A la objeción de que su teoría permitía frecuentes revoluciones, Locke respondió que «tales revoluciones no ocurren por cada pequeño mal manejo de los asuntos públicos. Grandes errores en la parte gobernante, muchas leyes erróneas e inconvenientes, y todos los deslices de la fragilidad humana serán soportados por el pueblo sin motín ni murmuración.

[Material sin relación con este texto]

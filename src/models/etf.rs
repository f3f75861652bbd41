use std::collections::BTreeMap;

use rust_decimal::Decimal;
use serde::{Deserialize, Serialize};

#[derive(Debug, Clone, PartialEq, Serialize, Deserialize)]
pub struct EtfSummary {
    pub symbol: String,
    #[serde(default)]
    pub details: EtfDetails,
}

/// Pre-computed fundamentals as delivered by `/api/summary`. Every field is
/// optional so that a partially populated record still renders.
#[derive(Debug, Clone, Default, PartialEq, Serialize, Deserialize)]
#[serde(rename_all = "camelCase")]
pub struct EtfDetails {
    #[serde(default)]
    pub last_close_price: Option<Decimal>,
    #[serde(default)]
    pub last_day_volume: Option<f64>,
    #[serde(default, rename = "dailyRSI")]
    pub daily_rsi: Option<f64>,
    #[serde(default, rename = "weeklyRSI")]
    pub weekly_rsi: Option<f64>,
    #[serde(default, rename = "monthlyRSI")]
    pub monthly_rsi: Option<f64>,
    #[serde(default, rename = "1weekReturns")]
    pub one_week_returns: Option<f64>,
    #[serde(default, rename = "1monthReturns")]
    pub one_month_returns: Option<f64>,
    #[serde(default, rename = "1yearReturns")]
    pub one_year_returns: Option<f64>,
    #[serde(default, rename = "2yearReturns")]
    pub two_year_returns: Option<f64>,
    #[serde(default, rename = "downFrom2YearHigh")]
    pub down_from_two_year_high: Option<f64>,
    #[serde(default)]
    pub price_range: BTreeMap<String, PriceRange>,
    #[serde(default)]
    pub record_date: Option<String>,
    #[serde(default)]
    pub price_to_earning: Option<f64>,
}

#[derive(Debug, Clone, Default, PartialEq, Serialize, Deserialize)]
pub struct PriceRange {
    #[serde(default)]
    pub min: Option<Decimal>,
    #[serde(default)]
    pub max: Option<Decimal>,
    #[serde(default)]
    pub current: Option<Decimal>,
}

/// One element of the `/api/prices` array.
#[derive(Debug, Clone, Deserialize)]
#[serde(rename_all = "camelCase")]
pub struct PriceQuote {
    pub key: String,
    #[serde(flatten)]
    pub snapshot: PriceSnapshot,
}

#[derive(Debug, Clone, PartialEq, Serialize, Deserialize)]
#[serde(rename_all = "camelCase")]
pub struct PriceSnapshot {
    #[serde(default)]
    pub current_price: Option<Decimal>,
    #[serde(default)]
    pub change_percent: Option<f64>,
    #[serde(default)]
    pub change: Option<Decimal>,
    #[serde(default)]
    pub volume: Option<f64>,
    #[serde(default)]
    pub previous_close: Option<Decimal>,
}

pub type PriceBook = BTreeMap<String, PriceSnapshot>;

pub fn price_book_from_quotes(quotes: Vec<PriceQuote>) -> PriceBook {
    quotes
        .into_iter()
        .map(|quote| (quote.key, quote.snapshot))
        .collect()
}

#[derive(Debug, Clone, PartialEq, Serialize, Deserialize)]
#[serde(rename_all = "camelCase")]
pub struct IndexSnapshot {
    pub name: String,
    #[serde(default)]
    pub symbol: Option<String>,
    pub current_price: Decimal,
    #[serde(default)]
    pub change: Option<Decimal>,
    #[serde(default)]
    pub change_percent: Option<f64>,
    #[serde(default)]
    pub previous_close: Option<Decimal>,
}

/// A summary record joined with the live price for the same symbol.
#[derive(Debug, Clone, PartialEq)]
pub struct EtfRow {
    pub symbol: String,
    pub summary: Option<EtfDetails>,
    pub price: Option<PriceSnapshot>,
}

impl EtfRow {
    /// Live price when available, otherwise the last close from the summary.
    pub fn display_price(&self) -> Option<Decimal> {
        self.price
            .as_ref()
            .and_then(|price| price.current_price)
            .or_else(|| self.summary.as_ref().and_then(|s| s.last_close_price))
    }

    pub fn change_percent(&self) -> Option<f64> {
        self.price.as_ref().and_then(|price| price.change_percent)
    }

    pub fn volume(&self) -> Option<f64> {
        self.price
            .as_ref()
            .and_then(|price| price.volume)
            .or_else(|| self.summary.as_ref().and_then(|s| s.last_day_volume))
    }
}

Pero si una larga serie de abusos, prevaricaciones y artificios, todos tendentes al mismo camino, hacen visible el designio del pueblo... no es de extrañar que entonces se levante...»
La tercera gran influencia en América, y quizás la fuente más citada en las colonias, fueron las obras de John Trenchard y Thomas Gordon, especialmente sus Cartas de Catón, Ya hemos señalado la influencia de las cartas sobre la libertad de prensa, así como la fuerte influencia de la serie contemporánea Independent Whig de Trenchard y Gordon, ambas escritas a principios de la década de 1720. Trenchard y Gordon formaron parte de un pequeño grupo de ingleses que durante el siglo XVIII mantuvo viva la antorcha de los principios liberales republicanos. A este grupo se le llamó de diversas maneras «Hombres comunes y ricos», «Real Whigs» o «verdaderos Whigs».
La gran importancia de las Cartas de Catón es que en ellas el acaudalado John Trenchard y su joven protegido Thomas Gordon radicalizaron en gran medida el impacto del credo libertario de Locke. Lo hicieron aplicando los principios lockeanos a la naturaleza y los problemas concretos del gobierno, en una serie de ensayos poderosamente argumentados y contundentes que fueron citados y reimpresos con frecuencia y ampliamente leídos en todas las colonias americanas. Las Cartas de Catón no se limitaron a reafirmar la doctrina lockeana. Partiendo de la posición de que el pueblo tiene derecho a rebelarse contra un gobierno destructor de la libertad, «Catón» procedió a argumentar con gran fuerza que el gobierno es siempre y en todas partes el agresor potencial o real de los derechos y libertades del pueblo. La libertad, fuente de todos los frutos de la civilización y de la felicidad humana, está siempre expuesta a sufrir las agresiones e invasiones del gobierno, del poder, fuente de la que siempre fluyen la guerra, la tiranía y el empobrecimiento. El poder siempre está listo para conspirar contra la libertad, y la única salvación es que el público mantenga al gobierno dentro de límites estrictamente limitados, y que esté siempre atento, vigilante y hostil a las inevitables tendencias del poder gubernamental a invadir la libertad.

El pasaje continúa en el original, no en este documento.